Sunday, December 12, 2021
1:00pm Pacific Time
KQED Broadcast: 12/12/2021

We've made a recording of this event free to all. Please support our institution and these productions by making a tax-deductible contribution.

Louise Erdrich is one of the most gifted, prolific, and challenging of contemporary Native American novelists. Born in 1954 in Little Falls, Minnesota, she grew up mostly in Wahpeton, North Dakota, where her parents taught at Bureau of Indian Affairs schools. Her fiction reflects aspects of her mixed heritage: German through her father, and French and Ojibwa through her mother. She is the author of the many novels including Love Medicine; The Beet Queen, and The Bingo Palace, and The Round House, two poetry collections and numerous short stories. Erdrich is also the owner of Birchbark Books, a independent bookstore in Minneapolis that dedicates its shelves to Native American literature and the Native community in the Twin Cities.  Her new novel, The Sentence, is a timely ghost story that takes place in such a bookstore, set against the backdrop of the COVID-19 pandemic and the murder of George Floyd. 
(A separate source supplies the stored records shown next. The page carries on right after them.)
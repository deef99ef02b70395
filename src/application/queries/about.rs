use std::sync::Arc;

use crate::{
    application::{dto::AboutPageDto, error::ApplicationResult},
    domain::about::AboutPageRepository,
};

pub struct AboutPageQueryService {
    repo: Arc<dyn AboutPageRepository>,
}

impl AboutPageQueryService {
    pub fn new(repo: Arc<dyn AboutPageRepository>) -> Self {
        Self { repo }
    }

    pub async fn get_about_page(&self) -> ApplicationResult<AboutPageDto> {
        Ok(self.repo.load().await?.unwrap_or_default().into())
    }
}
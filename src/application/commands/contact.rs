// src/application/commands/contact.rs
use std::sync::Arc;

use crate::{
    application::{
        dto::ContactSubmissionDto,
        error::{ApplicationError, ApplicationResult},
        ports::time::Clock,
        validation::FieldViolations,
    },
    domain::{
        contact::{
            ContactRepository, ContactStatus, ContactSubmissionId, EmailAddress, Message,
            NewContactSubmission, SenderName,
        },
        optional_text,
    },
};

#[derive(Debug, Clone, Default)]
pub struct SubmitContactCommand {
    pub name: Option<String>,
    pub email: Option<String>,
    pub phone: Option<String>,
    pub car_model_interest: Option<String>,
    pub message: Option<String>,
}

pub struct UpdateContactStatusCommand {
    pub id: i64,
    pub status: String,
}

pub struct DeleteContactSubmissionCommand {
    pub id: i64,
}

pub struct ContactCommandService {
    repo: Arc<dyn ContactRepository>,
    clock: Arc<dyn Clock>,
}

impl ContactCommandService {
    pub fn new(repo: Arc<dyn ContactRepository>, clock: Arc<dyn Clock>) -> Self {
        Self { repo, clock }
    }

    pub async fn submit(&self, command: SubmitContactCommand) -> ApplicationResult<ContactSubmissionDto> {
        let mut violations = FieldViolations::new();
        let name = violations.require("name", command.name, SenderName::new);
        let email = violations.require("email", command.email, EmailAddress::new);
        let message = violations.require("message", command.message, Message::new);
        violations.finish()?;

        let (Some(name), Some(email), Some(message)) = (name, email, message) else {
            return Err(ApplicationError::validation("missing required fields"));
        };

        let submission = self
            .repo
            .insert(NewContactSubmission {
                name,
                email,
                phone: optional_text(command.phone),
                car_model_interest: optional_text(command.car_model_interest),
                message,
                created_at: self.clock.now(),
            })
            .await?;

        tracing::info!(submission_id = submission.id.0, "contact submission received");
        Ok(submission.into())
    }

    pub async fn update_status(
        &self,
        command: UpdateContactStatusCommand,
    ) -> ApplicationResult<ContactSubmissionDto> {
        let id = ContactSubmissionId::new(command.id)?;
        let status: ContactStatus = command.status.parse()?;
        let updated = self
            .repo
            .update_status(id, status, self.clock.now())
            .await?
            .ok_or_else(|| ApplicationError::not_found("contact submission not found"))?;

        tracing::info!(submission_id = command.id, %status, "contact submission status changed");
        Ok(updated.into())
    }

    pub async fn delete(&self, command: DeleteContactSubmissionCommand) -> ApplicationResult<()> {
        let id = ContactSubmissionId::new(command.id)?;
        if !self.repo.delete(id).await? {
            return Err(ApplicationError::not_found(
                "contact submission not found or could not be deleted",
            ));
        }
        tracing::info!(submission_id = command.id, "contact submission deleted");
        Ok(())
    }
}
// src/application/commands/homepage.rs
use std::sync::Arc;

use crate::{
    application::{
        dto::HomepageDto,
        error::ApplicationResult,
        ports::time::Clock,
        services::{content::ContentSanitizer, media::ImageJanitor},
        validation::FieldViolations,
    },
    domain::{
        homepage::{
            FeatureCard, HeroBlock, HomepageConfig, HomepageRepository, HomepageSection,
            SectionBody, SectionKind,
        },
        optional_text,
    },
};

#[derive(Debug, Clone, Default)]
pub struct HeroInput {
    pub title: Option<String>,
    pub subtitle: Option<String>,
    pub image_url: Option<String>,
    pub cta_label: Option<String>,
    pub cta_url: Option<String>,
}

#[derive(Debug, Clone, Default)]
pub struct FeatureCardInput {
    pub title: Option<String>,
    pub description: Option<String>,
    pub icon_url: Option<String>,
    pub link_url: Option<String>,
}

/// One section as submitted by the editor. Which fields matter depends on
/// `section_type`.
#[derive(Debug, Clone, Default)]
pub struct SectionInput {
    pub section_type: Option<String>,
    pub title: Option<String>,
    pub subtitle: Option<String>,
    pub content: Option<String>,
    pub image_url: Option<String>,
    pub car_model_ids: Vec<i64>,
    pub cards: Vec<FeatureCardInput>,
    pub link_url: Option<String>,
    pub cta_label: Option<String>,
}

/// Full replacement of the homepage. Section order in `sections` becomes
/// the display order.
#[derive(Debug, Clone, Default)]
pub struct SaveHomepageCommand {
    pub hero: HeroInput,
    pub sections: Vec<SectionInput>,
}

pub struct HomepageCommandService {
    repo: Arc<dyn HomepageRepository>,
    sanitizer: Arc<ContentSanitizer>,
    janitor: Arc<ImageJanitor>,
    clock: Arc<dyn Clock>,
}

impl HomepageCommandService {
    pub fn new(
        repo: Arc<dyn HomepageRepository>,
        sanitizer: Arc<ContentSanitizer>,
        janitor: Arc<ImageJanitor>,
        clock: Arc<dyn Clock>,
    ) -> Self {
        Self {
            repo,
            sanitizer,
            janitor,
            clock,
        }
    }

    pub async fn save_homepage(&self, command: SaveHomepageCommand) -> ApplicationResult<HomepageDto> {
        let mut violations = FieldViolations::new();
        let hero_title = optional_text(command.hero.title);
        if hero_title.is_none() {
            violations.missing("hero.title");
        }
        let drafts: Vec<Option<HomepageSection>> = command
            .sections
            .into_iter()
            .enumerate()
            .map(|(index, input)| validate_section(&mut violations, index, input))
            .collect();
        violations.finish()?;

        let mut sections = Vec::with_capacity(drafts.len());
        for mut section in drafts.into_iter().flatten() {
            if let SectionBody::Default { content, .. } = &mut section.body {
                *content = self.sanitizer.clean("content", std::mem::take(content))?;
            }
            sections.push(section);
        }

        let mut config = HomepageConfig {
            hero: HeroBlock {
                title: hero_title.unwrap_or_default(),
                subtitle: optional_text(command.hero.subtitle),
                image_url: optional_text(command.hero.image_url),
                cta_label: optional_text(command.hero.cta_label),
                cta_url: optional_text(command.hero.cta_url),
            },
            sections,
            updated_at: Some(self.clock.now()),
        };
        config.renumber();

        let before = self
            .repo
            .load()
            .await?
            .map(|current| current.image_urls())
            .unwrap_or_default();
        let saved = self.repo.replace(config).await?;

        tracing::info!(sections = saved.sections.len(), "homepage saved");
        self.janitor.release_orphans(&before, &saved.image_urls()).await;
        Ok(saved.into())
    }
}

fn validate_section(
    violations: &mut FieldViolations,
    index: usize,
    input: SectionInput,
) -> Option<HomepageSection> {
    let path = format!("sections[{index}]");
    let Some(kind) = optional_text(input.section_type) else {
        violations.invalid(format!("{path}.section_type is required"));
        return None;
    };
    let Ok(kind) = kind.parse::<SectionKind>() else {
        violations.invalid(format!(
            "{path}.section_type must be one of default, feature_cards_grid, banner"
        ));
        return None;
    };

    let body = match kind {
        SectionKind::Default => {
            let content = optional_text(input.content);
            if content.is_none() {
                violations.invalid(format!("{path}.content is required"));
            }
            if input.car_model_ids.iter().any(|id| *id <= 0) {
                violations.invalid(format!("{path}.car_model_ids must be positive"));
            }
            SectionBody::Default {
                content: content?,
                image_url: optional_text(input.image_url),
                car_model_ids: input.car_model_ids,
            }
        }
        SectionKind::FeatureCardsGrid => {
            if input.cards.is_empty() {
                violations.invalid(format!("{path}.cards must not be empty"));
                return None;
            }
            let mut cards = Vec::with_capacity(input.cards.len());
            for (card_index, card) in input.cards.into_iter().enumerate() {
                let card_path = format!("{path}.cards[{card_index}]");
                let title = optional_text(card.title);
                let description = optional_text(card.description);
                if title.is_none() {
                    violations.invalid(format!("{card_path}.title is required"));
                }
                if description.is_none() {
                    violations.invalid(format!("{card_path}.description is required"));
                }
                if let (Some(title), Some(description)) = (title, description) {
                    cards.push(FeatureCard {
                        title,
                        description,
                        icon_url: optional_text(card.icon_url),
                        link_url: optional_text(card.link_url),
                    });
                }
            }
            SectionBody::FeatureCardsGrid { cards }
        }
        SectionKind::Banner => {
            let Some(image_url) = optional_text(input.image_url) else {
                violations.invalid(format!("{path}.image_url is required"));
                return None;
            };
            SectionBody::Banner {
                image_url,
                link_url: optional_text(input.link_url),
                cta_label: optional_text(input.cta_label),
            }
        }
    };

    Some(HomepageSection {
        id: None,
        position: 0,
        title: optional_text(input.title),
        subtitle: optional_text(input.subtitle),
        body,
    })
}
Steven Winn is a fiction writer and award-winning arts journalist whose writing has appeared in The New York TimesSouthern Poetry Review, and Sports Illustrated. Winn spent 28 years at the San Francisco Chronicle, and the last six as the Arts and Culture Critic. His past City Arts & Lectures interviews include Alonzo King, André Aciman, Susan Orlean, Frances McDormand, and Diane Keaton.